Sallie S. Schneider
Research areas include cancer (breast, ovarian, melanoma), analysis of histological effects and toxicities of therapeutics, nutraceutical development and testing, primary tissue and cell culture, cell signaling, and cell therapy.
My research group is primarily interested is in studying the signaling pathways that control abnormal development in the mammary gland and proteins/pathways that sensitize or target cancer cells to death. To this end my group focuses their studies in several areas 1) identification of earlier biomarkers for cancer risk or tumor development; 2) understanding the role of lifestyle choices and environmental exposures on gene expression and metabolic changes in the human breast; and 3) studying the impact of immune changes on cancer risk.
I am currently the Director of the Biospecimen Resource and Molecular Analysis Facility at the Pioneer Valley Life Sciences Institute. I have worked to collect a significant tissue resource of frozen and fixed normal breast tissue and I am currently re-directing some of my energies to create liaisons between researchers and surgeons to facilitate tissue collection for many types of research. I have used this resource for studying the role of Secreted Frizzled Related Protein family members in regulating cancer susceptibility in the breast as well as understanding pathways to human breast cancer susceptibility affected by parity, age and obesity. To date our research suggests that loss of SFRP1 is a critical early change that can identify women at high risk for developing proliferative lesions. Knock down and knock out studies have shown that loss of this protein makes cell resistant to apoptosis.
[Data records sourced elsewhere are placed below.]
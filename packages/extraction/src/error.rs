//! Typed errors for the extraction library.

use thiserror::Error;

/// Errors that can occur while extracting fields from a fetched page.
#[derive(Debug, Error)]
pub enum ExtractionError {
    /// The page body could not be interpreted as the expected document
    #[error("malformed page for {sub_resource}: {reason}")]
    MalformedPage {
        sub_resource: &'static str,
        reason: String,
    },

    /// A CSS selector failed to parse (programming error in the extractor)
    #[error("invalid selector: {0}")]
    InvalidSelector(String),
}
// Scrape-fleet orchestrator core.
//
// Coordinates a pool of scraping workers, each bound to one
// rate-limited portal credential. The orchestrator decides how many
// workers of which role to run, launches each one as a child process
// under a pseudo-terminal, and supervises output/input/timeouts. The
// workers themselves drive a tiered work-queue selector against the
// shared document store and write classified results back.

pub mod config;
pub mod controller;
pub mod distributor;
pub mod errors;
pub mod models;
pub mod selector;
pub mod storage;
pub mod supervisor;
pub mod worker;

pub use config::*;
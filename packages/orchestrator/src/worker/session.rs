//! Authenticated portal session: login with retries, fetch with
//! session-expiry detection and a distinct not-found sentinel.

use anyhow::{Context, Result};
use async_trait::async_trait;
use extraction::has_session_marker;
use rand::seq::SliceRandom;
use std::time::Duration;
use tracing::{error, info, warn};

use super::retry::{jittered_sleep, ErrorClass, RetryPolicy};
use crate::errors::SessionError;
use crate::models::Credential;

/// Minimal view of an HTTP exchange.
#[derive(Debug, Clone)]
pub struct HttpResponse {
    pub status: u16,
    pub body: String,
}

impl HttpResponse {
    pub fn is_success(&self) -> bool {
        (200..300).contains(&self.status)
    }
}

/// HTTP transport seam (so the session logic is testable offline).
#[async_trait]
pub trait BaseHttpClient: Send + Sync {
    async fn post_login(&self, login_url: &str, id: &str, secret: &str)
        -> Result<HttpResponse>;

    async fn get(&self, url: &str) -> Result<HttpResponse>;
}

#[async_trait]
impl<T: BaseHttpClient> BaseHttpClient for std::sync::Arc<T> {
    async fn post_login(
        &self,
        login_url: &str,
        id: &str,
        secret: &str,
    ) -> Result<HttpResponse> {
        (**self).post_login(login_url, id, secret).await
    }

    async fn get(&self, url: &str) -> Result<HttpResponse> {
        (**self).get(url).await
    }
}

/// Result of a fetch after all retries.
///
/// `NotFound` is a sentinel, not an error: the caller classifies the
/// item as "target gone" instead of "fetch failed".
#[derive(Debug, Clone)]
pub enum FetchOutcome {
    Success(String),
    NotFound,
    Failed,
}

/// `reqwest`-backed client with browser impersonation and a random
/// outbound proxy from the configured pool.
pub struct ReqwestClient {
    client: reqwest::Client,
}

impl ReqwestClient {
    pub fn new(proxies: &[String]) -> Result<Self> {
        // Browser-like headers; the portal rejects obvious bots.
        let user_agent = "Mozilla/5.0 (Macintosh; Intel Mac OS X 10_15_7) AppleWebKit/537.36 (KHTML, like Gecko) Chrome/120.0.0.0 Safari/537.36";

        let mut headers = reqwest::header::HeaderMap::new();
        headers.insert(
            reqwest::header::ACCEPT,
            "text/html,application/xhtml+xml,application/xml;q=0.9,*/*;q=0.8"
                .parse()
                .context("invalid accept header")?,
        );
        headers.insert(
            reqwest::header::ACCEPT_LANGUAGE,
            "en-US,en;q=0.5".parse().context("invalid language header")?,
        );

        let mut builder = reqwest::Client::builder()
            .timeout(Duration::from_secs(30))
            .user_agent(user_agent)
            .default_headers(headers)
            .cookie_store(true)
            .redirect(reqwest::redirect::Policy::limited(5));

        // One proxy per session, chosen at random from the pool.
        if let Some(proxy) = proxies.choose(&mut rand::thread_rng()) {
            builder = builder.proxy(
                reqwest::Proxy::all(format!("http://{proxy}"))
                    .with_context(|| format!("invalid proxy {proxy}"))?,
            );
        }

        let client = builder.build().context("failed to build HTTP client")?;
        Ok(Self { client })
    }
}

#[async_trait]
impl BaseHttpClient for ReqwestClient {
    async fn post_login(
        &self,
        login_url: &str,
        id: &str,
        secret: &str,
    ) -> Result<HttpResponse> {
        let response = self
            .client
            .post(login_url)
            .json(&serde_json::json!({ "email": id, "password": secret }))
            .send()
            .await
            .context("login request failed")?;
        let status = response.status().as_u16();
        let body = response.text().await.unwrap_or_default();
        Ok(HttpResponse { status, body })
    }

    async fn get(&self, url: &str) -> Result<HttpResponse> {
        let response = self
            .client
            .get(url)
            .send()
            .await
            .context("page request failed")?;
        let status = response.status().as_u16();
        let body = response.text().await.unwrap_or_default();
        Ok(HttpResponse { status, body })
    }
}

/// One worker's authenticated session against the portal.
pub struct ScraperSession<C> {
    client: C,
    credential: Credential,
    login_url: String,
    login_policy: RetryPolicy,
    fetch_policy: RetryPolicy,
}

impl<C: BaseHttpClient> ScraperSession<C> {
    pub fn new(client: C, credential: Credential, login_url: String) -> Self {
        Self::with_policies(
            client,
            credential,
            login_url,
            RetryPolicy::login(),
            RetryPolicy::fetch(),
        )
    }

    pub fn with_policies(
        client: C,
        credential: Credential,
        login_url: String,
        login_policy: RetryPolicy,
        fetch_policy: RetryPolicy,
    ) -> Self {
        Self {
            client,
            credential,
            login_url,
            login_policy,
            fetch_policy,
        }
    }

    pub fn credential_id(&self) -> &str {
        &self.credential.id
    }

    /// Authenticate, retrying with a jittered pause before each
    /// attempt. Exhaustion is fatal for this worker run.
    pub async fn login(&self) -> Result<(), SessionError> {
        for attempt in 1..=self.login_policy.max_attempts {
            jittered_sleep(self.login_policy.delay_min, self.login_policy.delay_max).await;
            match self
                .client
                .post_login(&self.login_url, &self.credential.id, &self.credential.secret)
                .await
            {
                Ok(response) if response.is_success() => {
                    info!(credential = %self.credential.id, "login successful");
                    return Ok(());
                }
                Ok(response) => {
                    warn!(
                        credential = %self.credential.id,
                        status = response.status,
                        attempt,
                        "login rejected"
                    );
                }
                Err(e) => {
                    warn!(credential = %self.credential.id, attempt, error = %e, "login error");
                }
            }
        }
        error!(credential = %self.credential.id, "login attempts exhausted");
        Err(SessionError::AuthExhausted {
            credential_id: self.credential.id.clone(),
            attempts: self.login_policy.max_attempts,
        })
    }

    /// Fetch a page within the authenticated session.
    ///
    /// A 2xx body missing the account marker means the session
    /// silently expired: re-authenticate and retry the same url
    /// without burning the outcome. 404 short-circuits to the
    /// `NotFound` sentinel.
    pub async fn fetch(&self, url: &str) -> FetchOutcome {
        for _ in 0..self.fetch_policy.max_attempts {
            let class = match self.client.get(url).await {
                Ok(response) if response.is_success() => {
                    if has_session_marker(&response.body) {
                        return FetchOutcome::Success(response.body);
                    }
                    warn!(url, "session marker missing, re-authenticating");
                    if self.login().await.is_err() {
                        return FetchOutcome::Failed;
                    }
                    ErrorClass::SessionExpired
                }
                Ok(response) if response.status == 404 => ErrorClass::NotFound,
                Ok(response) => {
                    warn!(url, status = response.status, "fetch rejected");
                    ErrorClass::ServerStatus
                }
                Err(e) => {
                    warn!(url, error = %e, "fetch error");
                    ErrorClass::Transport
                }
            };

            if !self.fetch_policy.retryable(class) {
                return FetchOutcome::NotFound;
            }
            if class != ErrorClass::SessionExpired {
                jittered_sleep(self.fetch_policy.delay_min, self.fetch_policy.delay_max)
                    .await;
            }
        }
        FetchOutcome::Failed
    }
}


#[cfg(test)]
mod tests {
    use super::test_client::{marked, MockHttpClient};
    use super::*;

    fn session(client: MockHttpClient) -> ScraperSession<MockHttpClient> {
        ScraperSession::with_policies(
            client,
            Credential::new("worker@example.com", "secret"),
            "https://portal.example.com/sessions".to_string(),
            RetryPolicy::immediate(10),
            RetryPolicy::immediate(10),
        )
    }

    #[tokio::test]
    async fn login_retries_until_accepted() {
        let session = session(
            MockHttpClient::new().with_login_statuses(vec![500, 500, 201]),
        );
        assert!(session.login().await.is_ok());
    }

    #[tokio::test]
    async fn login_exhaustion_is_fatal() {
        let session = session(MockHttpClient::new().with_login_statuses(vec![403]));
        let err = session.login().await.unwrap_err();
        assert!(matches!(err, SessionError::AuthExhausted { attempts: 10, .. }));
    }

    #[tokio::test]
    async fn fetch_returns_not_found_sentinel() {
        let session = session(MockHttpClient::new().with_page(
            "https://p/org/gone",
            vec![HttpResponse {
                status: 404,
                body: String::new(),
            }],
        ));
        assert!(matches!(
            session.fetch("https://p/org/gone").await,
            FetchOutcome::NotFound
        ));
    }

    #[tokio::test]
    async fn missing_marker_triggers_relogin_and_retry() {
        let client = MockHttpClient::new().with_page(
            "https://p/org/acme",
            vec![
                HttpResponse {
                    status: 200,
                    body: "<html><body>logged out</body></html>".to_string(),
                },
                HttpResponse {
                    status: 200,
                    body: marked("profile"),
                },
            ],
        );
        let session = session(client);

        let outcome = session.fetch("https://p/org/acme").await;
        assert!(matches!(outcome, FetchOutcome::Success(_)));
        // Initial body lacked the marker, so exactly one re-login ran
        assert_eq!(session.client.login_calls(), 1);
        assert_eq!(session.client.get_calls().len(), 2);
    }

    #[tokio::test]
    async fn fetch_exhaustion_returns_failed() {
        let session = session(MockHttpClient::new().with_page(
            "https://p/org/bad",
            vec![HttpResponse {
                status: 503,
                body: String::new(),
            }],
        ));
        assert!(matches!(
            session.fetch("https://p/org/bad").await,
            FetchOutcome::Failed
        ));
        assert_eq!(session.client.get_calls().len(), 10);
    }
}
// Orchestrator entry point: reads configuration, distributes the
// credential pool, and drives the run cycle.

use anyhow::{Context, Result};
use clap::Parser;
use orchestrator_core::controller::RunCycleController;
use orchestrator_core::distributor::AccountPool;
use orchestrator_core::storage::PgStorage;
use orchestrator_core::supervisor::ProcessSupervisor;
use orchestrator_core::{Config, ConfigFile, RunMode};
use std::path::PathBuf;
use std::sync::Arc;
use tracing_subscriber::{layer::SubscriberExt, util::SubscriberInitExt};

#[derive(Debug, Parser)]
#[command(name = "orchestrator", about = "Scraping-fleet orchestrator")]
struct Cli {
    /// Number of update workers (clamped to the credential pool)
    #[arg(long)]
    update: Option<usize>,

    /// Number of new-ingestion workers
    #[arg(long)]
    new: Option<usize>,

    /// JSON config file with credentials and settings
    #[arg(long, default_value = "scraper_config.json")]
    config_file: PathBuf,

    /// Which roles to run this session
    #[arg(long)]
    mode: Option<RunMode>,
}

#[tokio::main]
async fn main() -> Result<()> {
    tracing_subscriber::registry()
        .with(
            tracing_subscriber::EnvFilter::try_from_default_env()
                .unwrap_or_else(|_| "info,orchestrator_core=debug,sqlx=warn".into()),
        )
        .with(tracing_subscriber::fmt::layer())
        .init();

    let cli = Cli::parse();

    let file = if cli.config_file.exists() {
        ConfigFile::load(&cli.config_file)?
    } else {
        tracing::warn!(path = %cli.config_file.display(), "config file not found, using environment only");
        ConfigFile::default()
    };
    let mode = cli.mode.or(file.mode).unwrap_or_default();
    let manual_update = cli.update.or(file.update_account_count);
    let manual_new = cli.new.or(file.new_account_count);
    let config = Config::resolve(file)?;

    tracing::info!("Connecting to document store");
    let storage = Arc::new(PgStorage::connect(&config.database_url).await?);
    storage.migrate().await?;
    tracing::info!("Migrations complete");

    let worker_binary = std::env::current_exe()
        .context("cannot locate own executable")?
        .with_file_name("scrape_worker");
    let supervisor = ProcessSupervisor::new(storage, worker_binary, config.worker_env());

    let pool = AccountPool::new(config.accounts.clone());
    let mut controller =
        RunCycleController::new(supervisor, pool, mode, manual_update, manual_new);
    controller.run().await
}
//! Field extraction for organization profile pages.
//!
//! The orchestrator treats page parsing as an external collaborator:
//! it hands a fetched HTML body to an extractor and gets back one
//! typed field group per sub-resource (summary, financial, news,
//! tech) plus, for the summary page, the set of sub-pages worth
//! fetching. Merging the groups into a single document happens in
//! [`ScrapeDocument`], with a defined precedence: a group that has
//! already been set is never displaced by a later one.
//!
//! # Modules
//!
//! - [`types`] - Field-group types, one per sub-resource
//! - [`document`] - `ScrapeDocument` merge with override precedence
//! - [`traits`] - `BaseFieldExtractor` collaborator seam
//! - [`html`] - CSS-selector implementation + session-marker probe
//! - [`error`] - Typed extraction errors

pub mod document;
pub mod error;
pub mod html;
pub mod traits;
pub mod types;

pub use document::{FieldGroup, ScrapeDocument};
pub use error::ExtractionError;
pub use html::{has_session_marker, HtmlExtractor};
pub use traits::BaseFieldExtractor;
pub use types::{
    FinancialFields, FundingRound, NewsArticle, NewsFields, SubPageLinks, SummaryFields,
    TechFields,
};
I have also used the human tissue bank to identify genetic, epigenetic and metabolic signatures associated with cancer risk factors in humans. I have been studying the inter-individual variation in responses to endocrine disrupting chemicals, such as oxybenzone. In particular we are interested in how it might prime the immune system to react in manners which might help the progression of cancer. Our data on parity in humans suggest that pregnancy may impart protection against cancer development through a stress-induced preconditioning which improves DNA repair as well as defense through immunological and anti-oxidative mechanisms.